» WORK REQUIRED: Write out again only the lines that run from the start of the entries to the line containing "const HOP_SIZE: usize = 512;", both included.

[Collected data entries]

* * * * * * *

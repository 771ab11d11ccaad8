//! Diarizer contract and the built-in feature-based implementation
//!
//! The external diarizer is an opaque collaborator behind the blocking
//! `Diarizer` trait. When a diarizer emits turns without embeddings, the
//! stage derives a fallback feature vector from the turn's samples so the
//! cross-chunk matcher still has something to compare.

use crate::diarization::types::{DiarizationError, LocalTurn};
use tracing::debug;

const FRAME_SIZE: usize = 1024;
const HOP_SIZE: usize = 512;

/// Diarizer contract: 16kHz mono PCM in, locally-labelled turns out.
pub trait Diarizer: Send + Sync {
    fn diarize(&self, samples: &[f32]) -> Result<Vec<LocalTurn>, DiarizationError>;
}

/// Compute a voice feature vector from raw samples.
///
/// Frame-wise energy, zero-crossing rate, spectral centroid, rolloff and
/// flux are summarized by their mean, standard deviation, minimum and
/// maximum, yielding a 20-dimensional L2-normalized vector. Coarse
/// compared to a neural embedding, but distinct voices separate well
/// enough for cosine matching.
pub fn compute_fallback_embedding(samples: &[f32], sample_rate: u32) -> Vec<f32> {
    let mut frame_features: Vec<[f32; 5]> = Vec::new();
    let mut previous_energy = 0.0f32;

    let mut position = 0;
    while position + FRAME_SIZE <= samples.len() {
        let frame = &samples[position..position + FRAME_SIZE];

        let energy = (frame.iter().map(|s| s * s).sum::<f32>() / frame.len() as f32).sqrt();
        let zcr = zero_crossing_rate(frame);
        let centroid = spectral_centroid(frame, sample_rate);
        let rolloff = spectral_rolloff(frame, sample_rate);
        let flux = (energy - previous_energy).abs();
        previous_energy = energy;

        frame_features.push([energy, zcr, centroid, rolloff, flux]);
        position += HOP_SIZE;
    }

    let mut embedding = vec![0.0f32; 20];
    if frame_features.is_empty() {
        return embedding;
    }

    for feature_idx in 0..5 {
        let values: Vec<f32> = frame_features.iter().map(|f| f[feature_idx]).collect();
        let mean = values.iter().sum::<f32>() / values.len() as f32;
        let variance =
            values.iter().map(|v| (v - mean).powi(2)).sum::<f32>() / values.len() as f32;
        let min = values.iter().cloned().fold(f32::INFINITY, f32::min);
        let max = values.iter().cloned().fold(f32::NEG_INFINITY, f32::max);

        let base = feature_idx * 4;
        embedding[base] = mean;
        embedding[base + 1] = variance.sqrt();
        embedding[base + 2] = min;
        embedding[base + 3] = max;
    }

    let norm: f32 = embedding.iter().map(|v| v * v).sum::<f32>().sqrt();
    if norm > 0.0 {
        for value in &mut embedding {
            *value /= norm;
        }
    }
    embedding
}

fn zero_crossing_rate(frame: &[f32]) -> f32 {
    if frame.len() < 2 {
        return 0.0;
    }
    let mut crossings = 0;
    for i in 1..frame.len() {
        if (frame[i - 1] >= 0.0) != (frame[i] >= 0.0) {
            crossings += 1;
        }
    }
    crossings as f32 / frame.len() as f32
}

fn spectral_centroid(frame: &[f32], sample_rate: u32) -> f32 {
    let mut weighted_sum = 0.0;
    let mut magnitude_sum = 0.0;
    for (i, sample) in frame.iter().enumerate() {
        let freq = i as f32 * sample_rate as f32 / frame.len() as f32 / 2.0;
        let magnitude = sample.abs();
        weighted_sum += freq * magnitude;
        magnitude_sum += magnitude;
    }
    if magnitude_sum > 0.0 {
        weighted_sum / magnitude_sum
    } else {
        0.0
    }
}

fn spectral_rolloff(frame: &[f32], sample_rate: u32) -> f32 {
    let mut magnitudes: Vec<f32> = frame.iter().map(|s| s.abs()).collect();
    magnitudes.sort_by(|a, b| b.partial_cmp(a).unwrap_or(std::cmp::Ordering::Equal));

    let total: f32 = magnitudes.iter().sum();
    let threshold = total * 0.85;

    let mut cumulative = 0.0;
    for (i, magnitude) in magnitudes.iter().enumerate() {
        cumulative += magnitude;
        if cumulative >= threshold {
            return i as f32 * sample_rate as f32 / frame.len() as f32 / 2.0;
        }
    }
    sample_rate as f32 / 2.0
}

/// Built-in speaker-change detector usable behind the diarizer contract.
///
/// Splits the chunk into voiced regions by energy, derives a feature
/// vector per region and groups regions whose vectors are close into the
/// same local label. No model download, fully deterministic.
pub struct FeatureDiarizer {
    /// Energy below which a window counts as silence
    energy_floor: f32,

    /// Cosine similarity above which two regions share a label
    grouping_threshold: f32,

    /// Regions shorter than this are discarded (seconds)
    min_region_duration: f32,
}

impl Default for FeatureDiarizer {
    fn default() -> Self {
        Self {
            energy_floor: 1e-4,
            grouping_threshold: 0.95,
            min_region_duration: 0.5,
        }
    }
}

impl FeatureDiarizer {
    pub fn new(energy_floor: f32, grouping_threshold: f32, min_region_duration: f32) -> Self {
        Self {
            energy_floor,
            grouping_threshold,
            min_region_duration,
        }
    }

    /// Voiced regions as (start, end) second pairs at 16kHz.
    fn voiced_regions(&self, samples: &[f32], sample_rate: u32) -> Vec<(f32, f32)> {
        let window = (sample_rate as usize) / 10; // 100ms
        if window == 0 {
            return Vec::new();
        }

        let mut regions = Vec::new();
        let mut region_start: Option<f32> = None;

        for (i, chunk) in samples.chunks(window).enumerate() {
            let energy = chunk.iter().map(|s| s * s).sum::<f32>() / chunk.len() as f32;
            let time = i as f32 * 0.1;
            let voiced = energy > self.energy_floor;

            match (voiced, region_start) {
                (true, None) => region_start = Some(time),
                (false, Some(start)) => {
                    if time - start >= self.min_region_duration {
                        regions.push((start, time));
                    }
                    region_start = None;
                }
                _ => {}
            }
        }

        if let Some(start) = region_start {
            let end = samples.len() as f32 / sample_rate as f32;
            if end - start >= self.min_region_duration {
                regions.push((start, end));
            }
        }

        regions
    }
}

impl Diarizer for FeatureDiarizer {
    fn diarize(&self, samples: &[f32]) -> Result<Vec<LocalTurn>, DiarizationError> {
        if samples.is_empty() {
            return Err(DiarizationError::EmptyAudio);
        }

        let sample_rate = 16_000u32;
        let regions = self.voiced_regions(samples, sample_rate);
        debug!("Feature diarizer found {} voiced regions", regions.len());

        // Greedy grouping: each region joins the closest existing label or
        // opens a new one.
        let mut labels: Vec<Vec<f32>> = Vec::new();
        let mut turns = Vec::new();

        for (start, end) in regions {
            let begin_idx = (start * sample_rate as f32) as usize;
            let end_idx = ((end * sample_rate as f32) as usize).min(samples.len());
            let embedding =
                compute_fallback_embedding(&samples[begin_idx..end_idx], sample_rate);

            let mut best: Option<(usize, f32)> = None;
            for (label_idx, prototype) in labels.iter().enumerate() {
                let similarity = cosine_similarity(&embedding, prototype);
                if similarity >= self.grouping_threshold
                    && best.map(|(_, s)| similarity > s).unwrap_or(true)
                {
                    best = Some((label_idx, similarity));
                }
            }

            let label_idx = match best {
                Some((idx, _)) => {
                    // Blend the region into the label prototype.
                    let prototype = &mut labels[idx];
                    for (p, e) in prototype.iter_mut().zip(embedding.iter()) {
                        *p = 0.7 * *p + 0.3 * e;
                    }
                    idx
                }
                None => {
                    labels.push(embedding.clone());
                    labels.len() - 1
                }
            };

            turns.push(LocalTurn {
                label: format!("S{}", label_idx),
                start,
                end,
                confidence: 1.0,
                embedding: Some(embedding),
            });
        }

        Ok(turns)
    }
}

/// Cosine similarity; mismatched dimensions compare as 0.
pub fn cosine_similarity(a: &[f32], b: &[f32]) -> f32 {
    if a.len() != b.len() || a.is_empty() {
        return 0.0;
    }

    let dot: f32 = a.iter().zip(b.iter()).map(|(x, y)| x * y).sum();
    let norm_a: f32 = a.iter().map(|x| x * x).sum::<f32>().sqrt();
    let norm_b: f32 = b.iter().map(|x| x * x).sum::<f32>().sqrt();

    if norm_a == 0.0 || norm_b == 0.0 {
        return 0.0;
    }
    dot / (norm_a * norm_b)
}
//! Recognizer contract and the HTTP-backed implementation
//!
//! The speech recognizer is an external collaborator. Engines implement
//! the blocking `Transcriber` trait; the stage runs calls on dedicated
//! worker tasks so the coordination loops stay responsive.

use crate::asr::types::{RecognizerOutput, SubSegment, TranscribeOptions, TranscriberError};
use serde::Deserialize;
use std::io::Cursor;
use std::time::Duration;
use tracing::{debug, info};

pub const API_KEY_ENV: &str = "TRANSCRIPTION_API_KEY";
pub const API_URL_ENV: &str = "TRANSCRIPTION_API_URL";
pub const API_MODEL_ENV: &str = "TRANSCRIPTION_API_MODEL";

const DEFAULT_API_URL: &str = "https://api.openai.com/v1/audio/transcriptions";
const DEFAULT_API_MODEL: &str = "whisper-1";

/// Recognizer contract: 16kHz mono PCM in, timed sub-segments out.
///
/// Implementations must either return a full `RecognizerOutput` or raise a
/// transport/timeout error; partially filled responses are rejected by the
/// stage's validity checks.
pub trait Transcriber: Send + Sync {
    fn transcribe(
        &self,
        samples: &[f32],
        options: &TranscribeOptions,
    ) -> Result<RecognizerOutput, TranscriberError>;
}

/// Whisper-compatible HTTP recognizer client.
///
/// Posts chunk audio as WAV multipart to a `/audio/transcriptions`
/// endpoint and parses the verbose JSON response. Credentials are read
/// from the environment once at construction.
pub struct HttpTranscriber {
    client: reqwest::blocking::Client,
    endpoint: String,
    api_key: String,
    model: String,
}

#[derive(Debug, Deserialize)]
struct ApiSegment {
    start: f32,
    end: f32,
    text: String,
    #[serde(default)]
    avg_logprob: f32,
}

#[derive(Debug, Deserialize)]
struct ApiResponse {
    text: String,
    #[serde(default)]
    language: Option<String>,
    #[serde(default)]
    segments: Vec<ApiSegment>,
}

impl HttpTranscriber {
    pub fn new(endpoint: String, api_key: String, model: String) -> Result<Self, TranscriberError> {
        let client = reqwest::blocking::Client::builder()
            .timeout(Duration::from_secs(600))
            .build()
            .map_err(|e| TranscriberError::Transport {
                message: e.to_string(),
            })?;

        info!("Initialized HTTP recognizer ({}, model {})", endpoint, model);
        Ok(Self {
            client,
            endpoint,
            api_key,
            model,
        })
    }

    /// Build a client from `TRANSCRIPTION_API_*` environment variables.
    pub fn from_env() -> Result<Self, TranscriberError> {
        let api_key =
            std::env::var(API_KEY_ENV).map_err(|_| TranscriberError::MissingCredentials {
                variable: API_KEY_ENV.to_string(),
            })?;
        let endpoint =
            std::env::var(API_URL_ENV).unwrap_or_else(|_| DEFAULT_API_URL.to_string());
        let model =
            std::env::var(API_MODEL_ENV).unwrap_or_else(|_| DEFAULT_API_MODEL.to_string());
        Self::new(endpoint, api_key, model)
    }

    fn encode_wav(samples: &[f32]) -> Result<Vec<u8>, TranscriberError> {
        let spec = hound::WavSpec {
            channels: 1,
            sample_rate: 16_000,
            bits_per_sample: 32,
            sample_format: hound::SampleFormat::Float,
        };
        let mut cursor = Cursor::new(Vec::new());
        {
            let mut writer = hound::WavWriter::new(&mut cursor, spec).map_err(|e| {
                TranscriberError::Transport {
                    message: format!("WAV encoding failed: {}", e),
                }
            })?;
            for sample in samples {
                writer
                    .write_sample(*sample)
                    .map_err(|e| TranscriberError::Transport {
                        message: format!("WAV encoding failed: {}", e),
                    })?;
            }
            writer.finalize().map_err(|e| TranscriberError::Transport {
                message: format!("WAV encoding failed: {}", e),
            })?;
        }
        Ok(cursor.into_inner())
    }
}

impl Transcriber for HttpTranscriber {
    fn transcribe(
        &self,
        samples: &[f32],
        options: &TranscribeOptions,
    ) -> Result<RecognizerOutput, TranscriberError> {
        if samples.is_empty() {
            return Err(TranscriberError::EmptyAudio);
        }

        let wav = Self::encode_wav(samples)?;
        debug!(
            "Posting {:.2}s of audio to recognizer (temperature {:.1})",
            samples.len() as f32 / 16_000.0,
            options.temperature
        );

        let file = reqwest::blocking::multipart::Part::bytes(wav)
            .file_name("chunk.wav")
            .mime_str("audio/wav")
            .map_err(|e| TranscriberError::Transport {
                message: e.to_string(),
            })?;

        let mut form = reqwest::blocking::multipart::Form::new()
            .part("file", file)
            .text("model", self.model.clone())
            .text("response_format", "verbose_json")
            .text("temperature", format!("{}", options.temperature));
        if let Some(language) = &options.language {
            form = form.text("language", language.clone());
        }
        if options.word_timestamps {
            form = form.text("timestamp_granularities[]", "segment");
        }

        let response = self
            .client
            .post(&self.endpoint)
            .bearer_auth(&self.api_key)
            .multipart(form)
            .send()
            .map_err(|e| {
                if e.is_timeout() {
                    TranscriberError::Timeout { seconds: 600 }
                } else {
                    TranscriberError::Transport {
                        message: e.to_string(),
                    }
                }
            })?;

        let status = response.status();
        if !status.is_success() {
            let body = response.text().unwrap_or_default();
            return Err(TranscriberError::Transport {
                message: format!("recognizer returned {}: {}", status, body),
            });
        }

        let parsed: ApiResponse =
            response.json().map_err(|e| TranscriberError::InvalidOutput {
                reason: format!("malformed response: {}", e),
            })?;

        let confidence = if parsed.segments.is_empty() {
            0.0
        } else {
            parsed.segments.iter().map(|s| s.avg_logprob).sum::<f32>()
                / parsed.segments.len() as f32
        };

        Ok(RecognizerOutput {
            text: parsed.text.trim().to_string(),
            language: parsed.language.unwrap_or_else(|| "unknown".to_string()),
            confidence,
            segments: parsed
                .segments
                .into_iter()
                .map(|s| SubSegment {
                    start: s.start,
                    end: s.end,
                    text: s.text.trim().to_string(),
                })
                .collect(),
        })
    }
}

* * * * * * *

» RESPONSE TO THE TASK:
repository 771ab11d11ccaad8
//! Diarizer contract and the built-in feature-based implementation
//!
//! The external diarizer is an opaque collaborator behind the blocking
//! `Diarizer` trait. When a diarizer emits turns without embeddings, the
//! stage derives a fallback feature vector from the turn's samples so the
//! cross-chunk matcher still has something to compare.

use crate::diarization::types::{DiarizationError, LocalTurn};
use tracing::debug;

const FRAME_SIZE: usize = 1024;
const HOP_SIZE: usize = 512;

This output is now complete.